I am ignorant on all the ins and outs of this.  I am posting this to try to learn what the possible economic outcome is of bitcoin.  I am prompted by this comment from the 'Hoarding Bitcoins' 'study' that hit slashdot and everywhere else.   Huh

Comment:
"So what you're saying is that there is a limited resource which we cannot make more of that people are hording? And the more people horde it, the higher the deflation? And people watch their value rise in USD as this happens? And you're surprised?

What motive is there to spend your BTC? Isn't this how deflationary spirals [wikipedia.org] occur? Wasn't this an effect of The Great Depression and lead to FDR implementing a pump-priming strategy [wikipedia.org]?

Could someone explain how they would escape that spiral?
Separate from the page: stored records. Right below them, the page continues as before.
//! Integration tests for Whizyre.
//!
//! # Running Tests
//!
//! ```bash
//! cargo test -p whizyre-integration-tests
//! ```
//!
//! # Test Categories
//!
//! - `checkout_flow` - Full catalog -> cart -> checkout journeys over both
//!   payment paths
//! - `cart_properties` - Cart total/count invariants over arbitrary add
//!   sequences
//!
//! This library holds the shared fixtures: a sample catalog matching the
//! production configuration shape and a scripted in-memory payment
//! processor.

#![cfg_attr(not(test), forbid(unsafe_code))]

use std::collections::VecDeque;
use std::sync::atomic::{AtomicUsize, Ordering};
use std::sync::{Arc, Mutex};

use whizyre_storefront::catalog::Catalog;
use whizyre_storefront::checkout::{CompletionHook, PaymentOutcome};
use whizyre_storefront::payments::{CardDetails, PaymentProcessor, PaymentToken, ProcessorError};

/// Initialize test logging once. Respects `RUST_LOG`.
pub fn init_tracing() {
    static INIT: std::sync::Once = std::sync::Once::new();
    INIT.call_once(|| {
        let _ = tracing_subscriber::fmt()
            .with_env_filter(tracing_subscriber::EnvFilter::from_default_env())
            .with_test_writer()
            .try_init();
    });
}

/// The store's three-product catalog, in configuration order.
pub const SAMPLE_CATALOG: &str = r#"[
    { "id": 1, "name": "Tidal Account", "price": "9.99",
      "description": "Premium Tidal streaming account" },
    { "id": 2, "name": "Twitter Script", "price": "19.99",
      "description": "Automate your Twitter activities" },
    { "id": 3, "name": "Instagram Script", "price": "24.99",
      "description": "Boost your Instagram engagement" }
]"#;

/// Load the sample catalog.
///
/// # Panics
///
/// Panics if the embedded JSON is invalid; that is a fixture bug.
#[must_use]
#[allow(clippy::missing_panics_doc, clippy::unwrap_used)]
pub fn sample_catalog() -> Catalog {
    Catalog::from_json(SAMPLE_CATALOG).unwrap()
}

/// Well-formed card input for the happy paths.
#[must_use]
pub fn valid_card() -> CardDetails {
    CardDetails::new("4242 4242 4242 4242", 12, 2030, "123")
}

/// Scripted in-memory payment processor.
///
/// Pops one pre-loaded response per tokenize call and counts calls, so
/// tests can assert exactly how many processor requests a flow issued.
#[derive(Clone, Default)]
pub struct RecordingProcessor {
    responses: Arc<Mutex<VecDeque<Result<PaymentToken, ProcessorError>>>>,
    calls: Arc<AtomicUsize>,
}

impl RecordingProcessor {
    /// Create a processor that answers with `responses`, in order.
    #[must_use]
    pub fn scripted(
        responses: impl IntoIterator<Item = Result<PaymentToken, ProcessorError>>,
    ) -> Self {
        Self {
            responses: Arc::new(Mutex::new(responses.into_iter().collect())),
            calls: Arc::new(AtomicUsize::new(0)),
        }
    }

    /// How many tokenize calls this processor has served.
    #[must_use]
    pub fn call_count(&self) -> usize {
        self.calls.load(Ordering::SeqCst)
    }
}

impl PaymentProcessor for RecordingProcessor {
    #[allow(clippy::unwrap_used, clippy::expect_used)]
    async fn tokenize(&self, _card: &CardDetails) -> Result<PaymentToken, ProcessorError> {
        self.calls.fetch_add(1, Ordering::SeqCst);
        self.responses
            .lock()
            .unwrap()
            .pop_front()
            .expect("unexpected tokenize call")
    }
}

/// Captured completion outcomes, shared with a hook.
pub type CapturedOutcomes = Arc<Mutex<Vec<PaymentOutcome>>>;

/// Build a completion hook that records every outcome it receives.
#[must_use]
#[allow(clippy::unwrap_used)]
pub fn capture_hook() -> (CompletionHook, CapturedOutcomes) {
    let outcomes: CapturedOutcomes = Arc::new(Mutex::new(Vec::new()));
    let sink = Arc::clone(&outcomes);
    let hook: CompletionHook = Box::new(move |outcome, _session| {
        sink.lock().unwrap().push(outcome);
    });
    (hook, outcomes)
}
I'm not an economist so I don't know if there are other routes of which I'm unaware."


What are the economists thoughts on this?  Could small businesses such as satoshidice and webhosting for bitcoins spark an actual economy?  Or is this just a long term pump and dump?



EDIT:  I was made aware below that the article being commented on was funded by institutions that have something to lose if bitcoin goes primetime.  Does anyone have information about this?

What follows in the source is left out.